Arek is suspicious of such claims, saying that spruce timber from Białowieża - and oak too - are threatened with felling because there's a strong commercial demand for them.
Because the forest is dark and closely packed, trees grow high as they reach up towards the light. Some spruce and oak here rise to 150 feet (45m). Height generates dense, strong - and profitable - wood.
Unesco inspectors recently visited the forest to arbitrate between loggers and naturalists.
They are expected to reveal their findings in July.
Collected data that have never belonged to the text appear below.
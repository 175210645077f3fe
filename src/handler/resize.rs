//! Map resize recovery
//!
//! Handles [`SyncError::MapResized`]: another process grew the memory map,
//! so this process adopts the new size and retries. The adoption runs under
//! the exclusive admission lock, after an optional backoff delay, so no
//! local transaction starts until the new size is in place.
//!
//! [`SyncError::MapFull`] is deliberately left alone; growing the map is
//! the application's decision.

use crate::bag::{Bag, BagKey};
use crate::config::{Backoff, Config};
use crate::engine::Environment;
use crate::error::{Result, SyncError};
use crate::sync::bag_env;

use super::Handler;

/// Adoptions performed so far within one call
enum ResizeCount {}

impl BagKey for ResizeCount {
    type Value = u32;
}

/// Number of resize adoptions recorded in `bag`
pub fn resize_count(bag: &Bag) -> u32 {
    bag.value::<ResizeCount>().copied().unwrap_or(0)
}

/// Adopts externally resized maps and retries, up to a limit per call
#[derive(Debug, Clone, PartialEq)]
pub struct MapResizedHandler {
    max_retries: u32,
    backoff: Backoff,
}

impl MapResizedHandler {
    pub fn new(max_retries: u32, backoff: Backoff) -> Self {
        Self {
            max_retries,
            backoff,
        }
    }

    pub fn from_config(config: &Config) -> Self {
        Self::new(config.max_resize_retries, config.resize_backoff)
    }

    pub fn max_retries(&self) -> u32 {
        self.max_retries
    }

    pub fn backoff(&self) -> Backoff {
        self.backoff
    }
}

impl Default for MapResizedHandler {
    fn default() -> Self {
        Self::from_config(&Config::default())
    }
}

impl<E: Environment> Handler<E> for MapResizedHandler {
    fn handle_txn_err(&self, bag: Bag, result: Result<()>) -> (Bag, Result<()>) {
        match result {
            Err(SyncError::MapResized) => {}
            other => return (bag, other),
        }

        let env = match bag_env::<E>(&bag) {
            Some(env) => env,
            None => return (bag, Err(SyncError::MapResized)),
        };

        let retries = resize_count(&bag);
        if retries >= self.max_retries {
            tracing::warn!(retries, "map resized again after retry limit; giving up");
            return (bag, Err(SyncError::MapResized));
        }

        let bag = bag.with::<ResizeCount>(retries + 1);
        let delay = self.backoff.delay(retries);
        tracing::debug!(retry = retries + 1, ?delay, "adopting map size set by another process");

        match env.adopt_map_size(delay) {
            Ok(()) => (bag, Err(SyncError::RetryTxn)),
            Err(e) => (bag, Err(e)),
        }
    }
}
//! Snapshot file for the in-memory engine
//!
//! ## File Format
//! ```text
//! ┌─────────────────────────────────┬──────────┐
//! │ bincode(Snapshot)               │ CRC (4)  │
//! └─────────────────────────────────┴──────────┘
//! ```
//! The CRC32 (big-endian) covers the payload. Files are written to a
//! temporary sibling and renamed into place.

use std::fs::{self, File};
use std::io::Write;
use std::path::{Path, PathBuf};

use serde::{Deserialize, Serialize};

use crate::error::{Result, SyncError};

/// File name used inside an environment directory
pub const SNAPSHOT_FILENAME: &str = "data.mdb";

const CRC_SIZE: usize = 4;

/// Persistent image of an environment
#[derive(Debug, Clone, Default, PartialEq, Serialize, Deserialize)]
pub struct Snapshot {
    /// Map size recorded by the last writer
    pub map_size: u64,

    /// All entries in key order
    pub entries: Vec<(Vec<u8>, Vec<u8>)>,
}

impl Snapshot {
    /// Encode to the on-disk layout
    pub fn encode(&self) -> Result<Vec<u8>> {
        let mut bytes =
            bincode::serialize(self).map_err(|e| SyncError::Serialization(e.to_string()))?;
        let crc = crc32fast::hash(&bytes);
        bytes.extend_from_slice(&crc.to_be_bytes());
        Ok(bytes)
    }

    /// Decode from the on-disk layout, verifying the checksum
    pub fn decode(bytes: &[u8]) -> Result<Self> {
        if bytes.len() < CRC_SIZE {
            return Err(SyncError::Corrupted(format!(
                "snapshot too short: {} bytes",
                bytes.len()
            )));
        }

        let (payload, trailer) = bytes.split_at(bytes.len() - CRC_SIZE);
        let expected = u32::from_be_bytes([trailer[0], trailer[1], trailer[2], trailer[3]]);
        let actual = crc32fast::hash(payload);
        if expected != actual {
            return Err(SyncError::Corrupted(format!(
                "CRC mismatch: stored {:#010x}, computed {:#010x}",
                expected, actual
            )));
        }

        bincode::deserialize(payload).map_err(|e| SyncError::Serialization(e.to_string()))
    }

    /// Load a snapshot; `Ok(None)` if the file does not exist
    pub fn load(path: &Path) -> Result<Option<Self>> {
        if !path.exists() {
            return Ok(None);
        }
        let bytes = fs::read(path)?;
        Self::decode(&bytes).map(Some)
    }

    /// Write the snapshot, replacing any previous file
    pub fn store(&self, path: &Path, mode: u32) -> Result<()> {
        let bytes = self.encode()?;
        let tmp = temp_path(path);

        {
            let mut file = File::create(&tmp)?;
            file.write_all(&bytes)?;
            file.sync_all()?;
        }
        set_mode(&tmp, mode)?;
        fs::rename(&tmp, path)?;

        Ok(())
    }
}

fn temp_path(path: &Path) -> PathBuf {
    let mut name = path.file_name().map(|n| n.to_os_string()).unwrap_or_default();
    name.push(".tmp");
    path.with_file_name(name)
}

#[cfg(unix)]
fn set_mode(path: &Path, mode: u32) -> Result<()> {
    use std::os::unix::fs::PermissionsExt;

    fs::set_permissions(path, fs::Permissions::from_mode(mode))?;
    Ok(())
}

#[cfg(not(unix))]
fn set_mode(_path: &Path, _mode: u32) -> Result<()> {
    Ok(())
}
//! Engine Module
//!
//! The storage engine surface this crate coordinates access to.
//!
//! ## Responsibilities
//! - Environment lifecycle: create, open, flag changes, map resize
//! - Transaction execution through caller-supplied bodies
//! - Distinguished signals: [`SyncError::MapResized`] and [`SyncError::MapFull`]
//!
//! The engine itself is a black box. [`MemoryEnv`] is an in-process
//! implementation used by the tests, the stress binary and the benches.
//!
//! [`SyncError::MapResized`]: crate::SyncError::MapResized
//! [`SyncError::MapFull`]: crate::SyncError::MapFull

mod flags;
mod memory;
mod snapshot;

use std::path::Path;

use crate::error::Result;

pub use flags::{EnvFlags, TxnFlags};
pub use memory::{MemoryEnv, MemoryInfo, MemoryTxn, DEFAULT_MAP_SIZE};
pub use snapshot::{Snapshot, SNAPSHOT_FILENAME};

/// A memory-mapped transactional environment.
///
/// All methods take `&self`; implementations provide their own interior
/// mutability. When [`EnvFlags::NO_LOCK`] is set the implementation performs
/// no synchronization of its own and the caller must serialize writers
/// against everything else.
pub trait Environment: Send + Sync + 'static {
    /// Transaction handle passed to transaction bodies
    type Txn<'t>
    where
        Self: 't;

    /// Allocate a new, unopened environment
    fn create() -> Result<Self>
    where
        Self: Sized;

    /// Open the environment at `path`.
    ///
    /// `mode` holds the unix permission bits for created files.
    fn open(&self, path: &Path, flags: EnvFlags, mode: u32) -> Result<()>;

    fn set_flags(&self, flags: EnvFlags) -> Result<()>;

    fn unset_flags(&self, flags: EnvFlags) -> Result<()>;

    /// Current flags.
    ///
    /// # Errors
    ///
    /// Returns [`SyncError::NotOpen`](crate::SyncError::NotOpen) when the
    /// flags cannot be known yet.
    fn flags(&self) -> Result<EnvFlags>;

    /// Set the memory map size.
    ///
    /// A size of zero adopts the size currently recorded in the environment,
    /// which is how a handle catches up after another process grew the map.
    fn set_map_size(&self, size: u64) -> Result<()>;

    /// Run `op` in a transaction; read-only when `flags` has
    /// [`TxnFlags::READ_ONLY`]. The transaction commits if `op` succeeds.
    fn run_txn(
        &self,
        flags: TxnFlags,
        op: &mut dyn FnMut(&mut Self::Txn<'_>) -> Result<()>,
    ) -> Result<()>;

    /// Run `op` in a read-only transaction
    fn view(&self, op: &mut dyn FnMut(&mut Self::Txn<'_>) -> Result<()>) -> Result<()>;

    /// Run `op` in a read-write transaction
    fn update(&self, op: &mut dyn FnMut(&mut Self::Txn<'_>) -> Result<()>) -> Result<()>;

    /// Run `op` in a read-write transaction pinned to the calling thread
    fn update_locked(&self, op: &mut dyn FnMut(&mut Self::Txn<'_>) -> Result<()>)
        -> Result<()>;
}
Polish Forests assured me that no logging will take place until then - other than clearing trees that may be a danger to passing traffic.
Fists and expletives
A public meeting in Białowieża village revealed strong local feelings. There were complaints about 'outsiders' interfering in traditional forest culture, and accusations that opponents of logging were 'pseudo ecologists.'
Two local men reacted violently when a TV crew tried to film evidence that logging had not actually ceased.
Two men threw plastic water bottles at the TV camera, screamed their fury, and assaulted the crew - with fists & expletives.
And I experienced a puzzling reluctance on the part of the director of Polish Forests, Konrad Tomaszewski, to have the BBC record his field trip presentation to the UNESCO inspectors. He wanted to hear my recording to authorise it before it was broadcast. I politely declined his invitation.
One of Mr Tomaszewski's arguments in favour of extra logging is that Białowieża should be "a living community, not a museum".
Arkadiusz Smyk wants the forest to be preserved as a museum. He describes it as the last primeval forest of its kind in Europe, and says it provides unique, irreplaceable evidence of how a forest "behaves" when there is minimal interaction with humans.
"Other forests all over Poland can be used for timber farming," he suggested, "just please leave Białowieża how it is."
Arkadiusz handed me his binoculars, and pointed to a small, perfectly round hole high up the trunk of a dead oak tree. A small bird popped its head out. A larger bird arrived, holding beetles in its beak. It placed them inside the hole - a middle-spotted woodpecker feeding its young in their nest.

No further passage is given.